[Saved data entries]
/---

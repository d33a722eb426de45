//! chained-table: a single-threaded, separately chained hash table keyed by
//! 64-bit FNV-1a fingerprints, with an external cursor that survives
//! deleting the entry it points at.
//!
//! Internal Design:
//!
//! Summary
//! - Goal: keyed storage with insert / lookup / remove, explicit growth with
//!   rollback, and a cursor protocol that tolerates delete-at-cursor.
//! - Layers:
//!   - `hasher`: FNV-1a over bytes (`hash64`), over a little-endian `u64`
//!     (`hash_int64`), and as a `core::hash::Hasher`.
//!   - `Chain`: the ordered links `(key, slot)` of one bucket.
//!   - `BucketArray`: the fixed-size array of chains; the unit a resize
//!     replaces.
//!   - `ChainedTable<V>`: owns a `BucketArray` and a slot arena of payloads;
//!     exposes the map operations and triggers resize.
//!   - `Cursor`: detached position plus table stamp; every operation takes
//!     the table and checks the stamp.
//!
//! Invariants
//! - `bucket_count > 0`.
//! - `len` equals the number of links equals the number of arena slots.
//! - Every link sits in bucket `key % bucket_count`.
//! - Keys are unique across the table.
//!
//! Growth
//! - Before each insert, if `len >= load_factor * bucket_count` (3 by
//!   default) the table builds a `bucket_count * growth_factor` (9 by
//!   default) array from its current links, swaps it in and drops the old
//!   shell. The shell only holds links, so payloads are never touched twice.
//!   If the new array cannot be built the resize is skipped and the insert
//!   proceeds at the current size.
//!
//! Cursor validity
//! - The table carries a `Stamp` (process-unique id plus generation). New
//!   keys, removals, resizes and `clear` bump the generation. Replacing a
//!   value or `get_mut` does not.
//! - A cursor whose stamp no longer matches the table panics on use. A
//!   cursor's own `delete` re-stamps it, so it stays valid while any other
//!   cursor on the table goes stale.
//! - `delete` advances first, then removes the captured key by lookup, then
//!   shifts its in-chain index if it sat after the removed link.
//!
//! Errors
//! - Allocation failure and configured limits come back as `TableError`;
//!   nothing is partially applied. A failed `insert` returns `InsertError`,
//!   which carries the rejected value back. Contract violations panic.
//!
//! Notes and non-goals
//! - Single-threaded; no internal synchronization.
//! - Keys are fixed `u64` fingerprints. There is no custom comparator or
//!   hash family; callers derive keys with [`hash64`] or [`fingerprint`].
//! - No persistence or serialization.

mod bucket_array;
mod chain;
pub mod chained_table;
mod chained_table_proptest;
pub mod config;
pub mod cursor;
pub mod error;
pub mod hasher;
mod stamp;

// Public surface
pub use chained_table::{ChainedTable, Entry, Insertion, Iter, TableStats};
pub use config::TableConfig;
pub use cursor::{Advance, Cursor, Deletion};
pub use error::{InsertError, TableError};
pub use hasher::{fingerprint, hash64, hash_int64, FnvBuildHasher, FnvHasher};
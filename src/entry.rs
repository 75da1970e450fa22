//! Tier entry type.
//!
//! Provides a generic `TierEntry<K, V, M>` structure shared by the tier
//! implementations. The `M` parameter carries policy-private metadata so
//! each policy can track its own bookkeeping without affecting the core
//! entry shape: the recency tier uses `()` (its bookkeeping is the entry's
//! position in the order list), the frequency tier uses
//! [`FrequencyMeta`](crate::meta::FrequencyMeta).
//!
//! An entry is owned exclusively by the tier currently holding it. It is
//! created by an insertion into that tier, has its metadata mutated only by
//! that tier's own operations, and is dropped by that tier's eviction, by an
//! explicit remove, or by the hierarchy's remove-then-reinsert refresh.

use core::fmt;

/// A single cached key/value pair plus policy-private metadata.
///
/// # Examples
///
/// ```
/// use tiercache_rs::entry::TierEntry;
///
/// let entry: TierEntry<&str, i32> = TierEntry::new("key", 42);
/// assert_eq!(entry.key, "key");
/// assert_eq!(entry.value, 42);
/// ```
pub struct TierEntry<K, V, M = ()> {
    /// The cached key.
    pub key: K,

    /// The cached value.
    pub value: V,

    /// Policy-private bookkeeping. `()` for policies whose bookkeeping is
    /// positional (recency).
    pub metadata: M,
}

impl<K, V> TierEntry<K, V> {
    /// Creates an entry without policy metadata.
    #[inline]
    pub fn new(key: K, value: V) -> Self {
        Self {
            key,
            value,
            metadata: (),
        }
    }
}

impl<K, V, M> TierEntry<K, V, M> {
    /// Creates an entry carrying policy metadata.
    ///
    /// # Examples
    ///
    /// ```
    /// use tiercache_rs::entry::TierEntry;
    /// use tiercache_rs::meta::FrequencyMeta;
    ///
    /// let entry = TierEntry::with_metadata("key", "value", FrequencyMeta::new(1));
    /// assert_eq!(entry.metadata.count, 1);
    /// ```
    #[inline]
    pub fn with_metadata(key: K, value: V, metadata: M) -> Self {
        Self {
            key,
            value,
            metadata,
        }
    }

    /// Splits the entry back into its key/value pair, dropping the metadata.
    #[inline]
    pub fn into_pair(self) -> (K, V) {
        (self.key, self.value)
    }
}

impl<K: Clone, V: Clone, M: Clone> Clone for TierEntry<K, V, M> {
    fn clone(&self) -> Self {
        Self {
            key: self.key.clone(),
            value: self.value.clone(),
            metadata: self.metadata.clone(),
        }
    }
}

impl<K: fmt::Debug, V: fmt::Debug, M: fmt::Debug> fmt::Debug for TierEntry<K, V, M> {
    fn fmt(&self, f: &mut fmt::Formatter<'_>) -> fmt::Result {
        f.debug_struct("TierEntry")
            .field("key", &self.key)
            .field("value", &self.value)
            .field("metadata", &self.metadata)
            .finish()
    }
}
//! Frequency (LFU) tier metrics.

use std::collections::BTreeMap;

use super::{CoreTierMetrics, TierMetrics};

/// Metrics for an [`LfuTier`](crate::LfuTier).
#[derive(Debug, Default, Clone)]
pub struct LfuTierMetrics {
    /// Counters common to all tier policies.
    pub core: CoreTierMetrics,

    /// Writes that pinned an existing key's access count back to 1.
    ///
    /// Every successful write leaves the count at 1, so a key kept alive by
    /// writes alone never accumulates frequency. This counter makes that
    /// visible to operators.
    pub frequency_resets: u64,
}

impl LfuTierMetrics {
    /// Creates zeroed metrics.
    pub fn new() -> Self {
        Self::default()
    }

    /// Records a write that reset an existing key's access count.
    pub fn record_frequency_reset(&mut self) {
        self.frequency_resets += 1;
    }
}

impl TierMetrics for LfuTierMetrics {
    fn metrics(&self) -> BTreeMap<String, f64> {
        let mut metrics = self.core.to_btreemap();
        metrics.insert(
            "frequency_resets".to_string(),
            self.frequency_resets as f64,
        );
        metrics
    }

    fn policy_name(&self) -> &'static str {
        "LFU"
    }
}

#[cfg(test)]
mod tests {
    use super::*;

    #[test]
    fn test_frequency_resets_reported() {
        let mut m = LfuTierMetrics::new();
        m.record_frequency_reset();
        m.record_frequency_reset();
        assert_eq!(m.metrics().get("frequency_resets"), Some(&2.0));
        assert_eq!(m.policy_name(), "LFU");
    }
}
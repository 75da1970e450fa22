//! Error types for hierarchy configuration and use.
//!
//! Every fallible operation in this crate fails synchronously and atomically:
//! either the whole operation happened or none of it did, so there is never
//! partial state to roll back. Callers are expected to surface these errors
//! to whatever presentation layer sits on top of the engine.

use thiserror::Error;

/// Errors returned by [`TieredCache`](crate::TieredCache) operations and by
/// tier configuration.
#[derive(Debug, Error, Clone, PartialEq, Eq)]
pub enum CacheError {
    /// An eviction-policy name did not match any supported policy.
    #[error("unsupported eviction policy: {0:?}")]
    UnknownPolicy(String),

    /// A tier was configured with a capacity of zero. Capacity must be a
    /// positive entry count; a zero-capacity tier would be asked to evict
    /// from an empty store on its first insertion.
    #[error("tier capacity must be greater than zero")]
    ZeroCapacity,

    /// A tier index was outside the current hierarchy bounds.
    #[error("tier index {index} out of range for hierarchy of {count} tiers")]
    TierOutOfRange {
        /// The offending index.
        index: usize,
        /// Number of tiers in the hierarchy at the time of the call.
        count: usize,
    },

    /// An insertion was attempted against a hierarchy with no tiers.
    #[error("cannot insert into a hierarchy with no tiers")]
    NoTiers,
}

/// Convenience alias for results carrying a [`CacheError`].
pub type CacheResult<T> = Result<T, CacheError>;

#[cfg(test)]
mod tests {
    use super::*;

    #[test]
    fn test_error_display() {
        assert_eq!(
            CacheError::UnknownPolicy("FIFO".into()).to_string(),
            "unsupported eviction policy: \"FIFO\""
        );
        assert_eq!(
            CacheError::TierOutOfRange { index: 3, count: 2 }.to_string(),
            "tier index 3 out of range for hierarchy of 2 tiers"
        );
        assert_eq!(
            CacheError::NoTiers.to_string(),
            "cannot insert into a hierarchy with no tiers"
        );
    }
}
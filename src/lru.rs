//! Recency (LRU) tier implementation.
//!
//! The recency tier keeps entries ordered by access recency, most recent at
//! the back of its order list, and evicts the single front (least recently
//! used) entry when a new key arrives at capacity. All operations are O(1).
//!
//! # Algorithm
//!
//! A hash map resolves keys to list nodes; the list carries the entries.
//! A hit relinks the node at the back; eviction pops the front. The
//! eviction tie-break is strict order — there is exactly one front element.
//!
//! # Thread safety
//!
//! [`LruTier`] guards its segment with a `parking_lot::Mutex`, so a tier is
//! safe to share standalone. Inside a [`TieredCache`](crate::TieredCache)
//! this lock is never contended: the hierarchy's own lock has already
//! serialized every caller before any tier method runs.

use core::fmt;
use core::hash::{BuildHasher, Hash};
use core::num::NonZeroUsize;
use std::collections::BTreeMap;

use parking_lot::Mutex;

use crate::config::LruTierConfig;
use crate::entry::TierEntry;
use crate::list::{NodeRef, OrderList};
use crate::metrics::{LruTierMetrics, TierMetrics};
use crate::tier::{EvictionPolicy, Tier};

#[cfg(feature = "hashbrown")]
use hashbrown::hash_map::DefaultHashBuilder;
#[cfg(feature = "hashbrown")]
use hashbrown::HashMap;

#[cfg(not(feature = "hashbrown"))]
use std::collections::hash_map::RandomState as DefaultHashBuilder;
#[cfg(not(feature = "hashbrown"))]
use std::collections::HashMap;

/// Internal LRU segment containing the actual algorithm.
///
/// Single-threaded; [`LruTier`] owns one behind its lock. The map stores
/// list handles, which stay valid until the node they name is removed.
pub(crate) struct LruSegment<K, V, S = DefaultHashBuilder> {
    config: LruTierConfig,
    list: OrderList<TierEntry<K, V>>,
    map: HashMap<K, NodeRef, S>,
    metrics: LruTierMetrics,
}

impl<K: Hash + Eq + Clone, V, S: BuildHasher> LruSegment<K, V, S> {
    pub(crate) fn with_hasher(config: LruTierConfig, hash_builder: S) -> Self {
        let cap = config.capacity.get();
        LruSegment {
            config,
            list: OrderList::with_capacity(cap),
            map: HashMap::with_capacity_and_hasher(cap.next_power_of_two(), hash_builder),
            metrics: LruTierMetrics::new(),
        }
    }

    #[inline]
    pub(crate) fn cap(&self) -> NonZeroUsize {
        self.config.capacity
    }

    #[inline]
    pub(crate) fn len(&self) -> usize {
        self.map.len()
    }

    #[inline]
    pub(crate) fn is_empty(&self) -> bool {
        self.map.is_empty()
    }

    #[inline]
    pub(crate) fn contains(&self, key: &K) -> bool {
        self.map.contains_key(key)
    }

    #[inline]
    pub(crate) fn metrics(&self) -> &LruTierMetrics {
        &self.metrics
    }

    pub(crate) fn get(&mut self, key: &K) -> Option<&V> {
        let node = self.map.get(key).copied()?;
        self.list.move_to_back(node);
        self.metrics.core.record_hit();
        self.list.get(node).map(|entry| &entry.value)
    }

    pub(crate) fn put(&mut self, key: K, value: V) -> Option<(K, V)> {
        if let Some(&node) = self.map.get(&key) {
            // Existing key: refresh recency, then write the value.
            self.list.move_to_back(node);
            if let Some(entry) = self.list.get_mut(node) {
                entry.value = value;
            }
            self.metrics.core.record_insertion();
            return None;
        }

        let mut evicted = None;
        if self.map.len() >= self.config.capacity.get() {
            if let Some(entry) = self.list.pop_front() {
                self.map.remove(&entry.key);
                self.metrics.core.record_eviction();
                evicted = Some(entry.into_pair());
            }
        }

        let node = self.list.push_back(TierEntry::new(key.clone(), value));
        self.map.insert(key, node);
        self.metrics.core.record_insertion();
        evicted
    }

    pub(crate) fn remove(&mut self, key: &K) -> Option<V> {
        let node = self.map.remove(key)?;
        self.list.remove(node).map(|entry| entry.value)
    }

    pub(crate) fn record_miss(&mut self) {
        self.metrics.core.record_miss();
    }

    pub(crate) fn clear(&mut self) {
        self.map.clear();
        self.list.clear();
    }
}

impl<K: Clone, V: Clone, S> LruSegment<K, V, S> {
    /// Contents from least to most recently used.
    pub(crate) fn entries(&self) -> Vec<(K, V)> {
        self.list
            .iter()
            .map(|entry| (entry.key.clone(), entry.value.clone()))
            .collect()
    }
}

impl<K, V, S> fmt::Debug for LruSegment<K, V, S> {
    fn fmt(&self, f: &mut fmt::Formatter<'_>) -> fmt::Result {
        f.debug_struct("LruSegment")
            .field("capacity", &self.config.capacity)
            .field("len", &self.map.len())
            .finish()
    }
}

/// A recency (Least Recently Used) tier.
///
/// The tier has a fixed capacity and evicts its least recently used entry
/// when a new key arrives at capacity. Reads and writes both refresh an
/// entry's recency.
///
/// # Examples
///
/// ```
/// use tiercache_rs::LruTier;
/// use tiercache_rs::tier::Tier;
/// use core::num::NonZeroUsize;
///
/// let tier = LruTier::new(NonZeroUsize::new(2).unwrap());
/// tier.put("apple", 1);
/// tier.put("banana", 2);
///
/// // Accessing "apple" refreshes its recency.
/// assert_eq!(tier.get(&"apple"), Some(1));
///
/// // A third key evicts the least recently used entry.
/// tier.put("cherry", 3);
/// assert_eq!(tier.get(&"banana"), None);
/// assert_eq!(tier.get(&"apple"), Some(1));
/// ```
#[derive(Debug)]
pub struct LruTier<K, V, S = DefaultHashBuilder> {
    segment: Mutex<LruSegment<K, V, S>>,
}

impl<K: Hash + Eq + Clone, V: Clone> LruTier<K, V> {
    /// Creates a recency tier with the given capacity.
    pub fn new(capacity: NonZeroUsize) -> Self {
        Self::init(LruTierConfig::new(capacity), None)
    }

    /// Creates a recency tier from a configuration, with an optional hasher.
    pub fn init(config: LruTierConfig, hasher: Option<DefaultHashBuilder>) -> Self {
        Self {
            segment: Mutex::new(LruSegment::with_hasher(config, hasher.unwrap_or_default())),
        }
    }
}

impl<K: Hash + Eq + Clone, V: Clone, S: BuildHasher> LruTier<K, V, S> {
    /// Creates a recency tier with a custom hash builder.
    pub fn with_hasher(config: LruTierConfig, hash_builder: S) -> Self {
        Self {
            segment: Mutex::new(LruSegment::with_hasher(config, hash_builder)),
        }
    }

    /// Removes every entry. Capacity is unchanged.
    pub fn clear(&self) {
        self.segment.lock().clear();
    }
}

impl<K: Hash + Eq + Clone, V: Clone, S: BuildHasher> Tier<K, V> for LruTier<K, V, S> {
    fn policy(&self) -> EvictionPolicy {
        EvictionPolicy::Lru
    }

    fn capacity(&self) -> NonZeroUsize {
        self.segment.lock().cap()
    }

    fn len(&self) -> usize {
        self.segment.lock().len()
    }

    fn is_empty(&self) -> bool {
        self.segment.lock().is_empty()
    }

    fn contains(&self, key: &K) -> bool {
        self.segment.lock().contains(key)
    }

    fn get(&self, key: &K) -> Option<V> {
        self.segment.lock().get(key).cloned()
    }

    fn put(&self, key: K, value: V) -> Option<(K, V)> {
        self.segment.lock().put(key, value)
    }

    fn remove(&self, key: &K) -> Option<V> {
        self.segment.lock().remove(key)
    }

    fn entries(&self) -> Vec<(K, V)> {
        self.segment.lock().entries()
    }

    fn record_miss(&self) {
        self.segment.lock().record_miss();
    }

    fn metrics(&self) -> BTreeMap<String, f64> {
        self.segment.lock().metrics().metrics()
    }
}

\---

- [Task requirements]: Restate verbatim the first line above and all lines after it through the line containing "unit a resize"; omit the rest.

- [Answer section]:
repository d33a722eb426de45
//! chained-table: a single-threaded, separately chained hash table keyed by
//! 64-bit FNV-1a fingerprints, with an external cursor that survives
//! deleting the entry it points at.
//!
//! Internal Design:
//!
//! Summary
//! - Goal: keyed storage with insert / lookup / remove, explicit growth with
//!   rollback, and a cursor protocol that tolerates delete-at-cursor.
//! - Layers:
//!   - `hasher`: FNV-1a over bytes (`hash64`), over a little-endian `u64`
//!     (`hash_int64`), and as a `core::hash::Hasher`.
//!   - `Chain`: the ordered links `(key, slot)` of one bucket.
//!   - `BucketArray`: the fixed-size array of chains; the unit a resize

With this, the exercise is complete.